Maffucci Syndrome is a rare congenital disorder of mesodermal dysplasia consisting of enchondromatosis and subcutaneous hemangiomas. Enchondromatosis alone (Ollier’s disease) comprises multiple benign tumors of mature hyaline cartilage (enchondromas) in the metaphysis of long bones and digits, frequently resulting in limb deformities, short stature, or scoliosis.1 Benign lesions have an irregular distribution but frequently appear on radiography to have well-defined boundaries. Tumors have a high rate of malignant transformation; for example, chondrosarcomas, the most common type of enchondroma, occur in 30% of reported Maffucci cases.2 The second criteria for Maffucci syndrome is the evidence of vascular malformations or hemangiomas. These tumors appear as soft blue subcutaneous nodules and are frequently located in the distal digits. The lesions often arise from venous or lymphatic channels and can spread to form highly vascular mass in the trunk, such as the mediastinal mass seen in the patient described above.3
Although the clinical classification of Maffucci syndrome is well defined, physical manifestation of the disease is often heterogeneous. Symptoms are not present at birth but generally occur in early childhood with several pleiotropic phenotypes.3 Skeletal deformations associated with enchondromas are variable, affecting both long and flat bones,4 and malignant transformation to chondrosarcoma is common. Furthermore, a broad spectrum of other cellular dysplasias has been reported, including ovarian, pancreatic, parathyroid, and pituitary tumors.5–7 A recent study suggests a receptor mutation for the parathyroid hormone, and related proteins may play a role in the broad spectrum of associated phenotypes.8 However, another study failed to confirm this finding, suggesting that multiple mechanisms are involved in the pathogenesis.9 Similarly, vascular lesions, although easily identified by small blue subcutaneous nodules, may appear in various other sites. Large hemangiomas have been sited within the brain, orbit, gastrointestinal-tract, and abdominal wall.10–15 Hemangiomas can also undergo malignant transformation to become hemangiosarcoma, lymphangiosarcoma, or hemangioendothelioma, as seen in the patient described above.16 Since the first report by Maffucci in 1881, only about 200 cases have been reported worldwide, including two cases of thoracic vascular tumor similar to that observed in our patient.

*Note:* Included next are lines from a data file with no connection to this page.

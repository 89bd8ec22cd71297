//! Worker and configuration end-to-end tests.

use std::fs;
use std::sync::Arc;

use edge_router::config::load_config;
use edge_router::edge::EdgeWorker;
use edge_router::lifecycle::startup::{build_compiler, build_table};
use edge_router::rules::cases::{parse_cases, run_cases};

mod common;

use common::{event_json, DEFAULT_HOST};

fn write_fixture(dir: &std::path::Path, rules: &str) -> std::path::PathBuf {
    fs::write(dir.join("rules.txt"), rules).unwrap();
    let config_path = dir.join("edge.toml");
    fs::write(
        &config_path,
        r#"
[rules]
path = "rules.txt"
localized_prefixes = ["zh"]

[origin]
tls_protocols = ["TLSv1.2"]
read_timeout_secs = 30

[logging]
level = "debug"
"#,
    )
    .unwrap();
    config_path
}

#[tokio::test]
async fn test_worker_routes_ndjson_stream() {
    let dir = tempfile::tempdir().unwrap();
    let config_path = write_fixture(
        dir.path(),
        "# vanity\n/old 301 /new\n/docs/(.*) 200 https://docs.example.com/$1\n",
    );

    let config = load_config(&config_path).unwrap();
    let table = build_table(&config, &build_compiler(&config.rules)).unwrap();
    let worker = EdgeWorker::new(Arc::new(table));

    let input = [
        event_json("/old", DEFAULT_HOST).to_string(),
        "{broken".to_string(),
        event_json("/zh/old/", DEFAULT_HOST).to_string(),
        event_json("/docs/Intro", DEFAULT_HOST).to_string(),
        event_json("/Elsewhere", DEFAULT_HOST).to_string(),
    ]
    .join("\n");

    let mut output = Vec::new();
    let handled = worker
        .run(input.as_bytes(), &mut output, std::future::pending())
        .await
        .unwrap();
    assert_eq!(handled, 5);

    let lines: Vec<serde_json::Value> = String::from_utf8(output)
        .unwrap()
        .lines()
        .map(|line| serde_json::from_str(line).unwrap())
        .collect();

    assert_eq!(lines[0]["headers"]["location"][0]["value"], "/new");
    assert!(lines[1]["error"].is_string());
    assert_eq!(lines[2]["headers"]["location"][0]["value"], "/zh/new");

    assert_eq!(lines[3]["uri"], "/Intro");
    let custom = &lines[3]["origin"]["custom"];
    assert_eq!(custom["domainName"], "docs.example.com");
    assert_eq!(custom["sslProtocols"], serde_json::json!(["TLSv1.2"]));
    assert_eq!(custom["readTimeout"], 30);

    assert_eq!(lines[4]["uri"], "/elsewhere");
}

#[tokio::test]
async fn test_worker_stops_on_shutdown() {
    let dir = tempfile::tempdir().unwrap();
    let config_path = write_fixture(dir.path(), "/old 301 /new\n");
    let config = load_config(&config_path).unwrap();
    let table = build_table(&config, &build_compiler(&config.rules)).unwrap();
    let worker = EdgeWorker::new(Arc::new(table));

    let (_writer, reader) = tokio::io::duplex(64);
    let mut output = Vec::new();
    let handled = worker
        .run(tokio::io::BufReader::new(reader), &mut output, async {})
        .await
        .unwrap();

    assert_eq!(handled, 0);
    assert!(output.is_empty());
}

#[test]
fn test_rule_cases_against_config() {
    let dir = tempfile::tempdir().unwrap();
    let config_path = write_fixture(dir.path(), "/old/(.*) 301 /new/$1\n/about 200 /company\n");
    let config = load_config(&config_path).unwrap();
    let router = build_table(&config, &build_compiler(&config.rules)).unwrap().load();

    let cases = parse_cases(
        r#"
- uri: /old/a/b
  expected: /new/a/b
- uri: /zh/old/x
  expected: /zh/new/x
- uri: /about/
  expected: /company
- uri: /zh/about
  expected: /zh/company
- uri: /Unknown
  expected: /unknown
"#,
    )
    .unwrap();

    let failures = run_cases(&router, &cases);
    assert!(failures.is_empty(), "{:?}", failures);
}
//! Configuration validation.
//!
//! # Responsibilities
//! - Semantic validation (serde handles syntactic)
//! - Validate value ranges (timeouts > 0, non-empty TLS list)
//! - Check localized prefixes are single path segments
//!
//! # Design Decisions
//! - Returns all validation errors, not just first
//! - Validation is pure function: EdgeConfig → Result<(), Vec<ValidationError>>
//! - Runs before config is accepted into the system

use std::fmt;

use crate::config::schema::EdgeConfig;

/// A single semantic problem in the configuration.
#[derive(Debug, Clone, PartialEq, Eq)]
pub struct ValidationError {
    pub field: &'static str,
    pub message: String,
}

impl fmt::Display for ValidationError {
    fn fmt(&self, f: &mut fmt::Formatter<'_>) -> fmt::Result {
        write!(f, "{}: {}", self.field, self.message)
    }
}

impl std::error::Error for ValidationError {}

/// Validate a parsed configuration.
pub fn validate_config(config: &EdgeConfig) -> Result<(), Vec<ValidationError>> {
    let mut errors = Vec::new();
    let mut fail =
        |field: &'static str, message: String| errors.push(ValidationError { field, message });

    if config.rules.path.as_os_str().is_empty() {
        fail("rules.path", "must not be empty".into());
    }

    for prefix in &config.rules.localized_prefixes {
        let segment = prefix.trim_matches('/');
        if segment.is_empty() || segment.contains('/') || segment.chars().any(char::is_whitespace) {
            fail("rules.localized_prefixes", format!("`{}` is not a single path segment", prefix));
        }
    }

    if config.origin.tls_protocols.is_empty() {
        fail("origin.tls_protocols", "must list at least one protocol".into());
    }
    if config.origin.read_timeout_secs == 0 {
        fail("origin.read_timeout_secs", "must be greater than 0".into());
    }
    if config.origin.keep_alive_timeout_secs == 0 {
        fail("origin.keep_alive_timeout_secs", "must be greater than 0".into());
    }

    if errors.is_empty() {
        Ok(())
    } else {
        Err(errors)
    }
}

The diagnosis and treatment of this rare thoracic vascular tumor provides a valuable lesson in the practice of medicine in general and anesthesiology specifically. The standard procedure to determine the diagnosis of the tumor was biopsy, a procedure which, given the vascular origin of its development, would likely have resulted in severe hemorrhage in a site where bleeding would be difficult to control. This potentially fatal complication was avoided when the anesthesiologist observed that the subcutaneous nodules could provide an alternative site for biopsy. Although often overlooked, symptoms or physical signs not apparently related to the presumed diagnosis can provide important diagnostic clues. Recognizing these details requires careful observation and clinical suspicion, especially when the diagnosis is not known. Careful clinical judgment can thereby improve patient safety by reducing the likelihood of an unwarranted and potentially dangerous procedure. This report illustrates the importance of careful observation and clinical suspicion that lie at the foundation of the practice of medicine. Furthermore, we highlight the valuable role in which anesthesiologist act as consultants and patient advocates, thereby contributing not only to patient safety but to overall clinical diagnosis and patient management.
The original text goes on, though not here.